Alice Madden was born on April 24, 1896, in Sydney. Her little sister, Amy, arrived about four years later, although no one can be sure exactly when. Their father, William James Madden, was a clerk and a stickler for discipline, education and elocution. Until she died at the age of 99, and even with her mind long gone, Alice would parrot “how do you do?” when someone greeted her, the vowels rich and voluptuous.
Alice and Amy’s brother Charles was sent to university and became an architect. Brother Edwin became a trade union leader. (He would have been Prime Minister, people said, had he not died prematurely; Alice maintained that his kidneys failed because he was always too embarrassed to ask where the toilet was.)

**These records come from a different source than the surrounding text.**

use glam::{Quat, Vec2, Vec3};

use crate::application::Application;
use crate::demo::Demo;
use crate::input::Key;
use crate::render::{DrawList, ShapeInstance, ShapeKind};

/// Degrees added per frame while an arrow key is held.
const ROTATION_STEP: f32 = 0.05;
/// Degrees per pixel of left-button drag.
const DRAG_SENSITIVITY: f32 = 0.05;
/// Spin of the cube ring in degrees per second.
const RING_SPIN: f32 = 20.0;
const SUN_COLOR: Vec3 = Vec3::new(1.0, 0.2, 0.1);
const LIGHT_POSITION: Vec3 = Vec3::new(1.2, 1.0, 2.0);

#[derive(Clone, Copy, Debug, PartialEq)]
pub struct Planet {
    pub radius: f32,
    pub speed: f32,
    pub size: f32,
    pub color: Vec3,
}

pub const PLANETS: [Planet; 5] = [
    Planet {
        radius: 3.0,
        speed: 1.5,
        size: 0.4,
        color: Vec3::new(0.2, 0.4, 0.8),
    },
    Planet {
        radius: 5.0,
        speed: 1.0,
        size: 0.6,
        color: Vec3::new(0.8, 0.8, 0.1),
    },
    Planet {
        radius: 7.0,
        speed: 0.7,
        size: 0.5,
        color: Vec3::new(0.1, 0.7, 0.3),
    },
    Planet {
        radius: 9.0,
        speed: 0.5,
        size: 0.7,
        color: Vec3::new(0.7, 0.3, 0.8),
    },
    Planet {
        radius: 11.0,
        speed: 0.3,
        size: 0.3,
        color: Vec3::new(0.9, 0.6, 0.1),
    },
];

impl Planet {
    /// Orbit angle in radians after `time` seconds.
    pub fn angle(&self, time: f32) -> f32 {
        time * self.speed
    }

    pub fn position(&self, time: f32) -> Vec3 {
        let angle = self.angle(time);
        Vec3::new(angle.sin() * self.radius, 0.0, angle.cos() * self.radius)
    }
}

/// A cube turned with the arrow keys or a left-button drag inside a small
/// solar system.
#[derive(Clone, Debug, Default)]
pub struct CubeOrbit {
    /// Rotation about x and y in degrees.
    rotation: Vec2,
}

impl CubeOrbit {
    pub fn new() -> Self {
        Self::default()
    }

    pub fn rotation(&self) -> Vec2 {
        self.rotation
    }

    pub fn cube_orientation(&self) -> Quat {
        Quat::from_rotation_x(self.rotation.x.to_radians())
            * Quat::from_rotation_y(self.rotation.y.to_radians())
    }

    /// Centers and colors of the eight cubes around the sun.
    pub fn ring() -> impl Iterator<Item = (Vec3, Vec3)> {
        (-1..=1)
            .flat_map(|i| (-1..=1).map(move |j| (i, j)))
            .filter(|&(i, j)| (i, j) != (0, 0))
            .map(|(i, j)| {
                let (i, j) = (i as f32, j as f32);
                (
                    Vec3::new(i * 2.0, -0.5, j * 2.0),
                    Vec3::new(0.2 + i * 0.3, 0.5, 0.2 + j * 0.3).clamp(Vec3::ZERO, Vec3::ONE),
                )
            })
    }
}

impl Demo for CubeOrbit {
    fn title(&self) -> &str {
        "Cube and Orbits"
    }

    fn setup(&mut self, application: &mut Application) {
        let camera = &mut application.camera;
        camera.position = Vec3::new(0.0, 2.0, 5.0);
        camera.fov = 45.0;
        camera.movement_scale = 10.0;
        application.set_mouse_captured(false);
    }

    fn update(&mut self, application: &Application) {
        if application.is_held(Key::Up) {
            self.rotation.x += ROTATION_STEP;
        }
        if application.is_held(Key::Down) {
            self.rotation.x -= ROTATION_STEP;
        }
        if application.is_held(Key::Left) {
            self.rotation.y -= ROTATION_STEP;
        }
        if application.is_held(Key::Right) {
            self.rotation.y += ROTATION_STEP;
        }
        let drag = application.drag() * DRAG_SENSITIVITY;
        self.rotation.y += drag.x;
        self.rotation.x += drag.y;
    }

    fn render(&mut self, application: &Application, draw: &mut DrawList) {
        draw.camera = Some(application.camera.uniforms());
        let time = application.clock.elapsed();

        draw.push(
            ShapeInstance::new(
                ShapeKind::Cube,
                Vec3::new(0.0, 3.0, 0.0),
                Vec3::ONE,
                Vec3::new(1.0, 0.5, 0.31),
            )
            .with_rotation(self.cube_orientation()),
        );

        let spin = Quat::from_axis_angle(
            Vec3::new(0.5, 1.0, 0.0).normalize(),
            (time * RING_SPIN).to_radians(),
        );
        for (center, color) in Self::ring() {
            draw.push(
                ShapeInstance::new(ShapeKind::Cube, center, Vec3::splat(0.5), color)
                    .with_rotation(spin),
            );
        }

        draw.push(ShapeInstance::new(
            ShapeKind::Sphere,
            Vec3::ZERO,
            Vec3::splat(1.5),
            SUN_COLOR,
        ));
        for planet in &PLANETS {
            draw.push(
                ShapeInstance::new(
                    ShapeKind::Sphere,
                    planet.position(time),
                    Vec3::splat(planet.size),
                    planet.color,
                )
                .with_rotation(Quat::from_rotation_y(planet.angle(time))),
            );
        }

        draw.push(ShapeInstance::new(
            ShapeKind::Cube,
            LIGHT_POSITION,
            Vec3::splat(0.2),
            Vec3::ONE,
        ));
    }
}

Alice, who admired silent-screen siren Theda Bara, wanted to become an actress, but William James put his foot down. Alice and Amy were sent to secretarial college. Alice became secretary for the manager of a large music shop in booming Sydney city, had manicures (never cut your cuticles, she would say) and bought expensive silk undergarments and books. In 1935, she married Charles Hadorn, a gruff workaholic Swiss immigrant, and moved into an Art Deco house designed by her brother in Sydney’s still-rural outskirts. In her fine white house, she buried herself in books for the next 50 years.
Amy fell in love with Matson-Oceanic Line sea captain Theo Iverson, married him, and moved to San Francisco, where she wore the latest fashions, entertained frequently and had a waffle iron and a fancy electric fruit juicer.

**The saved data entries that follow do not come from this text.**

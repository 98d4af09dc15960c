use glam::Vec3;

#[derive(Clone, Copy, Debug, PartialEq)]
pub struct Particle {
    pub position: Vec3,
    pub velocity: Vec3,
    pub color: Vec3,
    pub size: f32,
    pub life: f32,
    pub max_life: f32,
    /// Sub-stream tag for emitters that split their output, 0.0 or 1.0.
    pub stream: f32,
}

impl Particle {
    /// A particle at rest with full life.
    pub fn new(position: Vec3, size: f32, life: f32) -> Self {
        Self {
            position,
            velocity: Vec3::ZERO,
            color: Vec3::ONE,
            size,
            life,
            max_life: life,
            stream: 0.0,
        }
    }

    pub fn is_alive(&self) -> bool {
        self.life > 0.0
    }

    /// Remaining life fraction, used as the render alpha.
    pub fn alpha(&self) -> f32 {
        if self.max_life <= 0.0 {
            return 0.0;
        }
        (self.life / self.max_life).clamp(0.0, 1.0)
    }

    pub fn integrate(&mut self, acceleration: Vec3, dt: f32) {
        self.velocity += acceleration * dt;
        self.position += self.velocity * dt;
    }
}

#[cfg(test)]
mod tests {
    use super::*;

    #[test]
    fn alpha_follows_remaining_life() {
        let mut particle = Particle::new(Vec3::ZERO, 1.0, 2.0);
        assert_eq!(particle.alpha(), 1.0);
        particle.life = 0.5;
        assert_eq!(particle.alpha(), 0.25);
        particle.life = -0.1;
        assert_eq!(particle.alpha(), 0.0);
        assert!(!particle.is_alive());
    }

    #[test]
    fn integrate_applies_velocity_after_acceleration() {
        let mut particle = Particle::new(Vec3::ZERO, 1.0, 1.0);
        particle.velocity = Vec3::new(1.0, 0.0, 0.0);
        particle.integrate(Vec3::new(0.0, -10.0, 0.0), 0.5);
        assert_eq!(particle.velocity, Vec3::new(1.0, -5.0, 0.0));
        assert_eq!(particle.position, Vec3::new(0.5, -2.5, 0.0));
    }
}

On January 30, 1938, Amy took out her pen and ink and wrote in an elegant hand on the end paper of a book called Any One Can Bake (compiled by the Educational Department of the Royal Baking Powder Co., 100 East 42nd St. New York City).
This is what she wrote:
Dear Alice,
The following pages (if you ever get round to digesting more than the pretty pictures) may prove beneficial to you and to those for whom you day by day perform the necessary labour pertaining to the grand art of cookery.

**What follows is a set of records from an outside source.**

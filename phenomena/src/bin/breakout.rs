use phenomena::scenes::breakout::RoundState;
use phenomena::scenes::Breakout;
use phenomena::{run, Key, RunConfig, ScriptedInput};

fn main() {
    phenomena::initialize_panic_hook();
    phenomena::initialize_logger();

    let mut game = Breakout::new();
    let script = [
        ScriptedInput::hold(30, 45, Key::Left),
        ScriptedInput::hold(90, 120, Key::Right),
    ]
    .concat();
    let summary = run(
        &mut game,
        RunConfig {
            title: "Breakout".to_string(),
            frames: 1200,
            script,
            ..Default::default()
        },
    );
    log::info!(
        "{} of 40 bricks left after {} frames{}",
        game.active_bricks(),
        summary.frames,
        if game.state() == RoundState::Over {
            ", ball lost"
        } else {
            ""
        }
    );
}
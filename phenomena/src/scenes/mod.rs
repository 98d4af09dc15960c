pub mod bounce;
pub mod breakout;
pub mod orbit;
pub mod phenomena;
pub mod race;

pub use bounce::BounceScene;
pub use breakout::Breakout;
pub use orbit::CubeOrbit;
pub use phenomena::PhenomenaScene;
pub use race::Race;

However, much flour has passed through the sifter since that day (on one of Mother’s rare absences from “No. 29”) you besought Mrs Shirley to divulge the secret of properly cooking a 5lb hunk of corned meat. Nevertheless, if you can follow step by step instructions on any one of these recipes so that same may look like so much as a second cousin to the particular picture represented, “you are a better man than I am Gungha Din”. (Am not quite sure if Kipling would recognise the spelling.)
Here’s to your success,
Amy
San Francisco, CaliforniaPS: I feel it is my duty to inform you that this book was, for a limited time only, given away with a 30 cent can of the said baking powder – hence the act of generosity in passing same to you.
I know Alice used Any One Can Bake because on page 16 (“Royal Biscuits with Variations”) she has written in blue ink:
What the Australian terms a ‘scone’, the American calls a biscuit.
What the Australian terms a ‘biscuit’, the American calls a cookie.
And when I rub my fingertips across page 69 (“Tropic Aroma and Other New Cakes”), they come away gritty with the remnants of 50-year-old flour. I don’t know whether Alice cooked any of the recipes on page 31 (“Crumpets, Gems and Muffins”), but I have no doubt that if she had – perhaps the pecan muffins – she would have had the sense, unlike me, to know when to stop eating the results of her labour.
Because Alice Hadorn, my darling grandmother, always knew when to say, “No thank you, I’ve had an elegant sufficiency.”
1938 Pecan Muffins
1 cup graham flour
1 cup flour
4 tablespoons brown sugar
¾ teaspoon salt
4 teaspoons Royal Baking Powder
½ cup chopped pecan nuts
1 cup milk
1 egg
4 tablespoons shortening
Mix together dry ingredients; add nuts, milk, egg and melted shortening and beat well. Put one tablespoon batter into each greased and floured muffin pan or small muffin ring; put half pecan on each muffin and bake in hot oven at 425°F, eighteen to twenty-five minutes, depending on size of muffin. Makes twelve muffins, or twenty-four if baked in small muffin rings.
For the sake of historical authenticity, the recipe above is written exactly as it is in Any One Can Bake. I’d add these notes:
• Graham flour is coarsely stone ground, whole wheat flour – plain wholemeal worked for me.
• Any baking powder will do.
• Add an extra 12 pecan halves to your pecan quantity to adorn the muffin tops.
• I used melted butter for my shortening.
• 425°F is 220°C and, if you’re using a modern, fan-forced oven, far too hot for this purpose. I’d keep your temperature at 180°C (350°F). (I didn’t follow my own advice, as you’ll see from the swarthy pecan nuts in the photograph.)
• These muffins should be eaten fresh out of the oven; keep them until the next day and they’ll disappoint you terribly.